EXERCISE OBJECTIVE:
Search the listing for the string "batch". Copy every line that has it.

Top of RECORDS SUPPLIED

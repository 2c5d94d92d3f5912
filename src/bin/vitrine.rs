use std::path::{Path, PathBuf};
use std::time::Duration;

use anyhow::Context as _;
use clap::{Parser, Subcommand, ValueEnum};

#[derive(Parser, Debug)]
#[command(name = "vitrine", version)]
struct Cli {
    /// Increase log verbosity (-v debug, -vv trace).
    #[arg(short, long, action = clap::ArgAction::Count, global = true)]
    verbose: u8,

    /// Engine configuration JSON (timing, color, fit, capture, fonts).
    #[arg(long, global = true)]
    config: Option<PathBuf>,

    #[command(subcommand)]
    cmd: Command,
}

#[derive(Subcommand, Debug)]
enum Command {
    /// Render the feed carousel as PNG stills.
    Stills(StillsArgs),
    /// Capture one loop of the reels sequence into a clip (requires `ffmpeg` on PATH).
    Reels(ReelsArgs),
    /// Validate both timelines and print their durations.
    Check(CheckArgs),
}

#[derive(Parser, Debug)]
struct StillsArgs {
    /// Project JSON.
    #[arg(long)]
    project: PathBuf,

    /// Output directory.
    #[arg(long)]
    out: PathBuf,

    /// Also bundle the stills into `carrossel_completo.zip`.
    #[arg(long)]
    zip: bool,
}

#[derive(Parser, Debug)]
struct ReelsArgs {
    /// Project JSON.
    #[arg(long)]
    project: PathBuf,

    /// Output clip path.
    #[arg(long)]
    out: PathBuf,

    /// Frame pacing.
    #[arg(long, value_enum, default_value_t = PacingChoice::Offline)]
    pacing: PacingChoice,
}

#[derive(Parser, Debug)]
struct CheckArgs {
    /// Project JSON.
    #[arg(long)]
    project: PathBuf,
}

#[derive(Clone, Copy, Debug, ValueEnum)]
enum PacingChoice {
    Offline,
    RealTime,
}

fn main() -> anyhow::Result<()> {
    let cli = Cli::parse();
    init_tracing(cli.verbose);

    let config = match cli.config.as_deref() {
        Some(path) => vitrine::EngineConfig::from_path(path)?,
        None => vitrine::EngineConfig::default(),
    };
    match cli.cmd {
        Command::Stills(args) => cmd_stills(args, &config),
        Command::Reels(args) => cmd_reels(args, &config),
        Command::Check(args) => cmd_check(args, &config),
    }
}

fn init_tracing(verbose: u8) {
    let level = match verbose {
        0 => tracing::Level::INFO,
        1 => tracing::Level::DEBUG,
        _ => tracing::Level::TRACE,
    };
    tracing_subscriber::fmt()
        .with_max_level(level)
        .with_writer(std::io::stderr)
        .init();
}

fn load_fonts(config: &vitrine::EngineConfig) -> anyhow::Result<Option<vitrine::FontBook>> {
    Ok(vitrine::FontBook::from_paths(&config.fonts)?)
}

fn cmd_stills(args: StillsArgs, config: &vitrine::EngineConfig) -> anyhow::Result<()> {
    let project = vitrine::CreativeProject::from_path(&args.project)?;
    let timeline = project.feed_timeline(config.timing)?;
    let metadata = project.resolved_metadata()?;
    let fonts = load_fonts(config)?;

    let assets = vitrine::load_assets(&timeline)?;
    let batch = vitrine::export_feed_stills(
        &timeline,
        &assets,
        &metadata,
        vitrine::Canvas::FEED,
        fonts.as_ref(),
    )?;

    for path in batch.write_dir(&args.out)? {
        eprintln!("wrote {}", path.display());
    }
    if args.zip {
        let zip_path = args.out.join(vitrine::export::batch::DEFAULT_ZIP_NAME);
        std::fs::write(&zip_path, batch.to_zip()?)
            .with_context(|| format!("write zip '{}'", zip_path.display()))?;
        eprintln!("wrote {}", zip_path.display());
    }
    Ok(())
}

fn cmd_reels(args: ReelsArgs, config: &vitrine::EngineConfig) -> anyhow::Result<()> {
    let project = vitrine::CreativeProject::from_path(&args.project)?;
    let timeline = project.reels_timeline(config.timing)?;
    let metadata = project.resolved_metadata()?;
    let audio = metadata.audio.clone();
    let fonts = load_fonts(config)?;

    let clock = std::sync::Arc::new(vitrine::SystemClock::new());
    let mut compositor =
        vitrine::AnimatedCompositor::new(timeline, metadata, config, fonts.as_ref())?;
    compositor.load(vitrine::Clock::now(clock.as_ref()))?;

    let pacing = match args.pacing {
        PacingChoice::Offline => vitrine::Pacing::Offline,
        PacingChoice::RealTime => vitrine::Pacing::RealTime,
    };
    let mut sink = vitrine::FfmpegSink::default();
    let clip = vitrine::CaptureSession::new(&mut compositor, &config.capture)
        .with_pacing(pacing)
        .with_clock(clock)
        .capture(&audio, &mut sink)?;
    compositor.teardown();

    write_output(&args.out, &clip.bytes)?;
    if let vitrine::AudioTrackStatus::Silent { reason } = &clip.audio {
        eprintln!("note: clip is silent ({reason})");
    }
    eprintln!(
        "wrote {} ({} frames, {:.2}s, {})",
        args.out.display(),
        clip.frames,
        clip.duration.as_secs_f64(),
        clip.mime
    );
    Ok(())
}

fn cmd_check(args: CheckArgs, config: &vitrine::EngineConfig) -> anyhow::Result<()> {
    let project = vitrine::CreativeProject::from_path(&args.project)?;
    let feed = project.feed_timeline(config.timing)?;
    let reels = project.reels_timeline(config.timing)?;

    println!("feed: {} entries", feed.len());
    println!(
        "reels: {} entries, loop {}",
        reels.len(),
        fmt_ms(reels.total_duration())
    );
    let span = reels
        .total_duration()
        .saturating_sub(Duration::from_millis(config.capture.guard_ms));
    println!(
        "capture: {} frames at {} fps",
        config.capture.fps.duration_to_frames_round(span),
        config.capture.fps.as_f64()
    );
    Ok(())
}

fn fmt_ms(d: Duration) -> String {
    format!("{} ms", d.as_millis())
}

fn write_output(path: &Path, bytes: &[u8]) -> anyhow::Result<()> {
    vitrine::encode::ffmpeg::ensure_parent_dir(path)?;
    std::fs::write(path, bytes).with_context(|| format!("write clip '{}'", path.display()))
}
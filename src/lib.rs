//! Vitrine composes real-estate listing creatives.
//!
//! Two outputs are built from one set of listing photos and metadata:
//!
//! - Feed stills: each photo cover-fitted with a listing overlay, exported as PNGs or a zip
//!   ([`export_feed_stills`])
//! - Reels: a looping, cross-faded sequence ([`AnimatedCompositor`]) recorded into one clip with
//!   the soundtrack mixed in ([`CaptureSession`])
#![forbid(unsafe_code)]
#![deny(missing_docs)]

pub mod assets;
pub mod audio;
pub mod capture;
pub mod compose;
pub mod config;
pub mod creative;
pub mod encode;
pub mod export;
pub mod foundation;
pub mod render;
pub mod text;
pub mod timeline;

pub use crate::foundation::core::{Canvas, Fps, FrameIndex, Rect, Rgba8};
pub use crate::foundation::error::{VitrineError, VitrineResult};

pub use crate::assets::decode::{DecodedAsset, decode_image};
pub use crate::assets::loader::{AssetSet, load_assets};
pub use crate::assets::media::{AudioPcm, resolve_audio};
pub use crate::capture::clock::{Clock, ManualClock, RepaintLoop, SystemClock};
pub use crate::capture::player::Player;
pub use crate::capture::session::{
    AudioTrackStatus, CancelToken, CaptureSession, ClipArtifact, Pacing,
};
pub use crate::compose::animated::{AnimatedCompositor, CompositorState};
pub use crate::compose::overlay::{OverlayPlan, OverlayProfile, build_overlay};
pub use crate::compose::still::{ComposedStill, StaticComposer};
pub use crate::config::policy::{
    CaptureConfig, ColorAdjust, Container, EngineConfig, FitPolicy, FontPaths, TimingPolicy,
};
pub use crate::creative::collab::{
    CaptionGenerator, Captions, MetadataExtractor, PublishOutcome, Publisher,
};
pub use crate::creative::metadata::{
    AudioRef, CreativeMetadata, FitMode, NegotiationType, PartialMetadata, PropertyType,
};
pub use crate::creative::project::CreativeProject;
pub use crate::encode::ffmpeg::{FfmpegSink, FfmpegSinkOpts};
pub use crate::encode::sink::{EncodedOutput, FrameLog, FrameSink, SinkConfig};
pub use crate::export::batch::{ExportedStill, StillBatch, export_feed_stills};
pub use crate::render::backend::{FrameRGBA, encode_png};
pub use crate::text::engine::{FixedAdvance, FontBook, FontFace, TextLayoutEngine, TextMeasure};
pub use crate::timeline::model::{
    AssetSource, EntryId, EntryKind, MoveDirection, Timeline, TimelineEntry, TimelineFormat,
};
pub use crate::timeline::schedule::{SegmentSample, sample_at};
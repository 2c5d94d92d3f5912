use std::path::Path;
use std::sync::Arc;

use anyhow::Context;

use crate::config::policy::FontPaths;
use crate::foundation::error::{VitrineError, VitrineResult};

/// Which of the two overlay faces a line uses.
#[derive(Clone, Copy, Debug, PartialEq, Eq, Hash)]
pub enum FontFace {
    /// Black/extra-bold face: badges, chip, headline, call to action.
    Heavy,
    /// Semi-bold face: location prefix and specs line.
    Regular,
}

/// Measures the advance width of single-line text.
///
/// Overlay layout depends only on this, so plans can be built and tested without font files.
pub trait TextMeasure {
    /// Width in pixels of `text` set in `face` at `size_px`.
    fn advance_width(&mut self, text: &str, face: FontFace, size_px: f32) -> f32;
}

/// Approximate measurer: every character advances `em_ratio * size`.
#[derive(Clone, Copy, Debug, PartialEq)]
pub struct FixedAdvance {
    /// Advance per character as a fraction of the font size.
    pub em_ratio: f32,
}

impl Default for FixedAdvance {
    fn default() -> Self {
        Self { em_ratio: 0.6 }
    }
}

impl TextMeasure for FixedAdvance {
    fn advance_width(&mut self, text: &str, _face: FontFace, size_px: f32) -> f32 {
        text.chars().count() as f32 * size_px * self.em_ratio
    }
}

/// Largest size in `[floor, max]` (whole design pixels, times `scale`) at which `text` fits
/// `available` pixels.
///
/// When even `floor` is too wide, `floor` is returned anyway: the line may overflow, but the
/// caller never loops forever or fails.
pub fn shrink_to_fit(
    measure: &mut dyn TextMeasure,
    text: &str,
    face: FontFace,
    max: u32,
    floor: u32,
    scale: f32,
    available: f32,
) -> f32 {
    let floor = floor.min(max);
    for size in (floor..=max).rev() {
        let px = size as f32 * scale;
        if measure.advance_width(text, face, px) <= available {
            return px;
        }
    }
    floor as f32 * scale
}

/// RGBA8 brush color used by Parley text layout.
#[derive(Clone, Copy, Debug, Default, PartialEq, Eq)]
pub(crate) struct TextBrushRgba8 {
    pub(crate) r: u8,
    pub(crate) g: u8,
    pub(crate) b: u8,
    pub(crate) a: u8,
}

/// Raw bytes of the two overlay faces.
#[derive(Clone, Debug)]
pub struct FontBook {
    heavy: Arc<Vec<u8>>,
    regular: Arc<Vec<u8>>,
}

impl FontBook {
    /// Use `heavy` for both faces.
    pub fn single(heavy: Vec<u8>) -> Self {
        let heavy = Arc::new(heavy);
        Self {
            regular: heavy.clone(),
            heavy,
        }
    }

    /// Separate heavy and regular faces.
    pub fn new(heavy: Vec<u8>, regular: Vec<u8>) -> Self {
        Self {
            heavy: Arc::new(heavy),
            regular: Arc::new(regular),
        }
    }

    /// Load the configured font files. `Ok(None)` when no heavy face is configured.
    pub fn from_paths(paths: &FontPaths) -> VitrineResult<Option<Self>> {
        let Some(heavy) = paths.heavy.as_deref() else {
            return Ok(None);
        };
        let heavy = read_font(heavy)?;
        Ok(Some(match paths.regular.as_deref() {
            Some(regular) => Self::new(heavy, read_font(regular)?),
            None => Self::single(heavy),
        }))
    }

    fn bytes(&self, face: FontFace) -> &Arc<Vec<u8>> {
        match face {
            FontFace::Heavy => &self.heavy,
            FontFace::Regular => &self.regular,
        }
    }
}

fn read_font(path: &Path) -> VitrineResult<Vec<u8>> {
    Ok(std::fs::read(path).with_context(|| format!("read font file '{}'", path.display()))?)
}

/// Stateful helper for building Parley text layouts from the registered overlay faces.
pub struct TextLayoutEngine {
    font_ctx: parley::FontContext,
    layout_ctx: parley::LayoutContext<TextBrushRgba8>,
    heavy_family: String,
    regular_family: String,
    heavy_font: vello_cpu::peniko::FontData,
    regular_font: vello_cpu::peniko::FontData,
}

impl TextLayoutEngine {
    /// Register both faces with a fresh Parley font context.
    pub fn new(book: &FontBook) -> VitrineResult<Self> {
        let mut font_ctx = parley::FontContext::default();
        let heavy_family = register_family(&mut font_ctx, book.bytes(FontFace::Heavy))?;
        let regular_family = register_family(&mut font_ctx, book.bytes(FontFace::Regular))?;
        let font_data = |face| {
            vello_cpu::peniko::FontData::new(
                vello_cpu::peniko::Blob::from(book.bytes(face).as_ref().clone()),
                0,
            )
        };
        Ok(Self {
            heavy_font: font_data(FontFace::Heavy),
            regular_font: font_data(FontFace::Regular),
            font_ctx,
            layout_ctx: parley::LayoutContext::new(),
            heavy_family,
            regular_family,
        })
    }

    /// Shape and lay out one unwrapped line.
    pub(crate) fn layout_line(
        &mut self,
        text: &str,
        face: FontFace,
        size_px: f32,
        brush: TextBrushRgba8,
    ) -> VitrineResult<parley::Layout<TextBrushRgba8>> {
        if !size_px.is_finite() || size_px <= 0.0 {
            return Err(VitrineError::validation(
                "text size_px must be finite and > 0",
            ));
        }
        let family = match face {
            FontFace::Heavy => self.heavy_family.clone(),
            FontFace::Regular => self.regular_family.clone(),
        };

        let mut builder = self
            .layout_ctx
            .ranged_builder(&mut self.font_ctx, text, 1.0, true);
        builder.push_default(parley::style::StyleProperty::FontStack(
            parley::style::FontStack::Source(std::borrow::Cow::Owned(family)),
        ));
        builder.push_default(parley::style::StyleProperty::FontSize(size_px));
        builder.push_default(parley::style::StyleProperty::Brush(brush));

        let mut layout: parley::Layout<TextBrushRgba8> = builder.build(text);
        layout.break_all_lines(None);
        Ok(layout)
    }

    /// Font data for drawing glyphs of `face`.
    pub(crate) fn font_data(&self, face: FontFace) -> &vello_cpu::peniko::FontData {
        match face {
            FontFace::Heavy => &self.heavy_font,
            FontFace::Regular => &self.regular_font,
        }
    }
}

impl TextMeasure for TextLayoutEngine {
    fn advance_width(&mut self, text: &str, face: FontFace, size_px: f32) -> f32 {
        match self.layout_line(text, face, size_px, TextBrushRgba8::default()) {
            Ok(layout) => layout.width(),
            Err(_) => 0.0,
        }
    }
}

fn register_family(font_ctx: &mut parley::FontContext, bytes: &Arc<Vec<u8>>) -> VitrineResult<String> {
    let families = font_ctx
        .collection
        .register_fonts(parley::fontique::Blob::from(bytes.as_ref().clone()), None);
    let family_id = families
        .first()
        .map(|(id, _)| *id)
        .ok_or_else(|| VitrineError::validation("no font families registered from font bytes"))?;
    Ok(font_ctx
        .collection
        .family_name(family_id)
        .ok_or_else(|| VitrineError::validation("registered font family has no name"))?
        .to_string())
}

#[cfg(test)]
#[path = "../../tests/unit/text/engine.rs"]
mod tests;
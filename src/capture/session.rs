use std::sync::Arc;
use std::sync::atomic::{AtomicBool, Ordering};
use std::time::Duration;

use crate::assets::media::{MIX_SAMPLE_RATE, resolve_audio};
use crate::audio::graph::{AudioGraph, CaptureStream};
use crate::audio::mix::frame_to_sample;
use crate::capture::clock::{Clock, RepaintLoop, SystemClock};
use crate::compose::animated::{AnimatedCompositor, CompositorState};
use crate::config::policy::CaptureConfig;
use crate::creative::metadata::AudioRef;
use crate::encode::sink::{AudioStreamConfig, FrameSink, SinkConfig};
use crate::foundation::core::{Fps, FrameIndex};
use crate::foundation::error::{VitrineError, VitrineResult};

/// How frames are timed during capture.
#[derive(Clone, Copy, Debug, Default, PartialEq, Eq)]
pub enum Pacing {
    /// Render as fast as possible. Output is deterministic.
    #[default]
    Offline,
    /// Push one frame per repaint tick on the wall clock.
    RealTime,
}

/// Stop request shared with whoever may tear the session down early.
#[derive(Clone, Debug, Default)]
pub struct CancelToken(Arc<AtomicBool>);

impl CancelToken {
    /// Fresh, uncancelled token.
    pub fn new() -> Self {
        Self::default()
    }

    /// Request an early stop. Capture flushes what it has and returns.
    pub fn cancel(&self) {
        self.0.store(true, Ordering::Release);
    }

    /// Whether a stop was requested.
    pub fn is_cancelled(&self) -> bool {
        self.0.load(Ordering::Acquire)
    }
}

/// Whether the clip carries the soundtrack.
#[derive(Clone, Debug, PartialEq, Eq)]
pub enum AudioTrackStatus {
    /// The soundtrack was mixed in.
    Mixed,
    /// The clip is silent.
    Silent {
        /// Why no soundtrack was mixed.
        reason: String,
    },
}

/// One encoded clip.
#[derive(Clone, Debug)]
pub struct ClipArtifact {
    /// Container bytes.
    pub bytes: Vec<u8>,
    /// MIME type of `bytes`.
    pub mime: String,
    /// Frames captured.
    pub frames: u64,
    /// Capture frame rate.
    pub fps: Fps,
    /// Clip length (`frames / fps`).
    pub duration: Duration,
    /// Soundtrack status.
    pub audio: AudioTrackStatus,
    /// Whether capture was stopped before the full loop.
    pub truncated: bool,
}

/// Records one loop of an [`AnimatedCompositor`] into a [`FrameSink`].
///
/// The session samples the same compositor the repaint loop draws, reading times from one clock.
pub struct CaptureSession<'a> {
    compositor: &'a mut AnimatedCompositor,
    config: CaptureConfig,
    pacing: Pacing,
    clock: Arc<dyn Clock>,
    cancel: CancelToken,
}

impl<'a> CaptureSession<'a> {
    /// Offline session on the system clock.
    pub fn new(compositor: &'a mut AnimatedCompositor, config: &CaptureConfig) -> Self {
        Self {
            compositor,
            config: config.clone(),
            pacing: Pacing::Offline,
            clock: Arc::new(SystemClock::new()),
            cancel: CancelToken::new(),
        }
    }

    /// Use `pacing`.
    pub fn with_pacing(mut self, pacing: Pacing) -> Self {
        self.pacing = pacing;
        self
    }

    /// Read times from `clock`.
    pub fn with_clock(mut self, clock: Arc<dyn Clock>) -> Self {
        self.clock = clock;
        self
    }

    /// Stop early when `cancel` fires.
    pub fn with_cancel(mut self, cancel: CancelToken) -> Self {
        self.cancel = cancel;
        self
    }

    /// Frames in a full capture: `round((total - guard) * fps)`.
    pub fn frame_count(&self) -> u64 {
        let total = self.compositor.total_duration();
        let span = total.saturating_sub(Duration::from_millis(self.config.guard_ms));
        self.config.fps.duration_to_frames_round(span)
    }

    /// Capture one loop, starting from segment 0.
    ///
    /// An unresolvable soundtrack is not fatal: the clip is recorded silent and flagged.
    #[tracing::instrument(skip_all, fields(fps = self.config.fps.as_f64(), pacing = ?self.pacing))]
    pub fn capture(
        &mut self,
        audio: &AudioRef,
        sink: &mut dyn FrameSink,
    ) -> VitrineResult<ClipArtifact> {
        if self.compositor.state() != CompositorState::Playing {
            return Err(VitrineError::validation(format!(
                "capture requires a playing compositor (state {:?})",
                self.compositor.state()
            )));
        }

        let fps = self.config.fps;
        let frames = self.frame_count();
        let origin = self.clock.now();
        self.compositor.restart(origin)?;

        let (mut graph, status) = match self.build_audio(audio) {
            Ok((graph, stream)) => (Some((graph, stream)), AudioTrackStatus::Mixed),
            Err(reason) => (None, AudioTrackStatus::Silent { reason }),
        };

        let canvas = self.compositor.canvas();
        sink.begin(SinkConfig {
            width: canvas.width,
            height: canvas.height,
            fps,
            video_bitrate: self.config.video_bitrate,
            container: self.config.container,
            audio: graph.as_ref().map(|_| AudioStreamConfig {
                sample_rate: MIX_SAMPLE_RATE,
                channels: 2,
            }),
        })?;

        let mut repaint = match self.pacing {
            Pacing::Offline => None,
            Pacing::RealTime => Some(RepaintLoop::start(fps.frame_start(1))),
        };

        let mut captured = 0u64;
        let mut truncated = false;
        for i in 0..frames {
            if self.cancel.is_cancelled() {
                truncated = true;
                break;
            }
            if let Some(repaint) = repaint.as_ref()
                && repaint.wait_tick().is_none()
            {
                truncated = true;
                break;
            }

            let t = origin + fps.frame_start(i);
            let step = (|| -> VitrineResult<()> {
                let frame = self.compositor.render_at(t)?;
                sink.push_frame(FrameIndex(i), &frame)?;
                if let Some((graph, stream)) = graph.as_mut() {
                    let n = frame_to_sample(i + 1, fps, MIX_SAMPLE_RATE)
                        - frame_to_sample(i, fps, MIX_SAMPLE_RATE);
                    graph.render(n as usize);
                    sink.push_audio(&stream.drain())?;
                }
                Ok(())
            })();
            if let Err(e) = step {
                tracing::warn!(frame = i, error = %e, "capture failed, aborting sink");
                sink.abort();
                if let Some((graph, _stream)) = graph.take() {
                    graph.release();
                }
                return Err(e);
            }
            captured += 1;
        }

        if let Some(repaint) = repaint.as_mut() {
            repaint.cancel();
        }
        if let Some((graph, _stream)) = graph.take() {
            graph.release();
        }

        let out = sink.end()?;
        let duration = fps.frame_start(captured);
        tracing::info!(
            frames = captured,
            duration_ms = duration.as_millis() as u64,
            bytes = out.bytes.len(),
            truncated,
            "capture complete"
        );
        Ok(ClipArtifact {
            bytes: out.bytes,
            mime: out.mime,
            frames: captured,
            fps,
            duration,
            audio: status,
            truncated,
        })
    }

    fn build_audio(&self, audio: &AudioRef) -> Result<(AudioGraph, CaptureStream), String> {
        let pcm = match resolve_audio(audio) {
            Ok(Some(pcm)) => pcm,
            Ok(None) => {
                tracing::debug!("no soundtrack requested, capturing silent");
                return Err("no soundtrack".to_owned());
            }
            Err(e) => {
                tracing::warn!(error = %e, "soundtrack unavailable, capturing silent");
                return Err(e.to_string());
            }
        };
        match AudioGraph::new(pcm, self.config.gain) {
            Ok((graph, stream, _levels)) => Ok((graph, stream)),
            Err(e) => {
                tracing::warn!(error = %e, "audio graph failed, capturing silent");
                Err(e.to_string())
            }
        }
    }
}

#[cfg(test)]
#[path = "../../tests/unit/capture/session.rs"]
mod tests;
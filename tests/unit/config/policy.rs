use super::*;

#[test]
fn defaults_match_production_constants() {
    let t = TimingPolicy::default();
    assert_eq!(
        (t.photo_ms, t.cover_ms, t.closing_ms, t.transition_ms),
        (4_500, 3_500, 8_000, 700)
    );
    let c = CaptureConfig::default();
    assert_eq!(c.guard_ms, 50);
    assert_eq!(c.fps, Fps { num: 30, den: 1 });
    assert_eq!(c.container.mime(), "video/webm");
}

#[test]
fn partial_json_fills_defaults() {
    let cfg = EngineConfig::from_json_str(
        r#"{ "timing": { "photo_ms": 450, "transition_ms": 200 }, "capture": { "container": "mp4" } }"#,
    )
    .unwrap();
    assert_eq!(cfg.timing.photo_ms, 450);
    assert_eq!(cfg.timing.transition_ms, 200);
    assert_eq!(cfg.timing.closing_ms, 8_000);
    assert_eq!(cfg.capture.container, Container::Mp4);
    assert_eq!(cfg.color, ColorAdjust::default());
}

#[test]
fn transition_longer_than_a_segment_is_rejected() {
    let err = EngineConfig::from_json_str(r#"{ "timing": { "cover_ms": 500 } }"#).unwrap_err();
    assert!(err.to_string().contains("transition_ms"));
}

#[test]
fn malformed_json_is_a_serde_error() {
    let err = EngineConfig::from_json_str("{ nope").unwrap_err();
    assert!(matches!(err, VitrineError::Serde(_)));
}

Bottom of RECORDS SUPPLIED

ANSWER FOR THE TASK:
    let batch = vitrine::export_feed_stills(
    for path in batch.write_dir(&args.out)? {
        let zip_path = args.out.join(vitrine::export::batch::DEFAULT_ZIP_NAME);
        std::fs::write(&zip_path, batch.to_zip()?)
pub use crate::export::batch::{ExportedStill, StillBatch, export_feed_stills};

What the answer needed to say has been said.